Chapter Seven: The Secret in the Royal Archive

C'è un modo in cui la mente si separa dal corpo nei momenti di vera paura. Non è svenimento, non è dissociazione nel senso drammatico che certe donne di corte simulano quando vogliono uscire da una stanza — è qualcosa di più preciso e più freddo, come uno strato di vetro che scende tra te e quello che stai guardando, permettendoti di continuare a vedere senza essere del tutto presente in ciò che vedi. Ho imparato a riconoscere quel momento in me stessa molto più tardi. Mara lo sapeva già da bambina. Me lo disse anni dopo, seduta in un giardino di Veth in un pomeriggio che sembrava normale, con la tazza di tisana tra le mani e gli occhi fissi sulla siepe come se la siepe contenesse qualcosa che non riusciva a smettere di contare. Disse: quando trovo qualcosa che non dovrei trovare, prima di tutto sento freddo. Non paura — freddo. Come se il sangue si ricordasse di essere acqua.

Quello che so di quel giorno negli archivi del palazzo di Doran lo so da lei. Lo so da quel pomeriggio nel giardino, e da altre conversazioni più frammentate e più difficili negli anni successivi, e da quello che Mara scrive nella lettera che è ancora sul tavolo accanto a me mentre narro — non la leggo, l'ho già letta tante volte che la sua superficie è diventata liscia come cuoio lavorato, e so esattamente dove le parole si incrinano e dove tengono. Lo so come si sa qualcosa che non si è visto ma si è portato addosso per decenni fino a quando non è diventato parte del proprio scheletro.

Eccola dunque, Mara Denn, figlia di un fabbro del quartiere basso di Veth, in un archivio del palazzo reale di Doran, a febbraio — quando il freddo della capitale è umido e penetrante in un modo che il freddo di Veth non è mai, perché a Veth almeno c'è il mare a dare logica all'aria.

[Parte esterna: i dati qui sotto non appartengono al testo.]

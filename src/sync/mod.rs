//! Offline-first synchronization with a remote snapshot store.
//!
//! The local store is always written first and is always complete. A sync
//! run fetches the remote snapshot, merges it into the local one with
//! [`merge_snapshots`], commits the result locally and then pushes it back
//! if the remote accepts writes.

mod client;
mod merge;

pub use client::{SyncMode, SyncOutcome, SyncReport, SyncStatus, Synchronizer};
pub use merge::{merge_snapshots, MergeOutcome};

Aveva ventiquattro anni. Aveva passato le ultime quattro settimane a catalogare le corrispondenze amministrative degli ultimi tre anni di regno, lavoro che le era stato assegnato perché sembrava lavoro minore — la polvere degli archivi, le catene di custodia dei documenti, le lettere che nessuno aveva bisogno di leggere perché tutti pensavano di saperne già il contenuto. Aveva accettato senza commentare. Aveva capito immediatamente, come capiva immediatamente quasi tutto, che i documenti che nessuno si preoccupa di sorvegliare sono esattamente i documenti più pericolosi da trovare.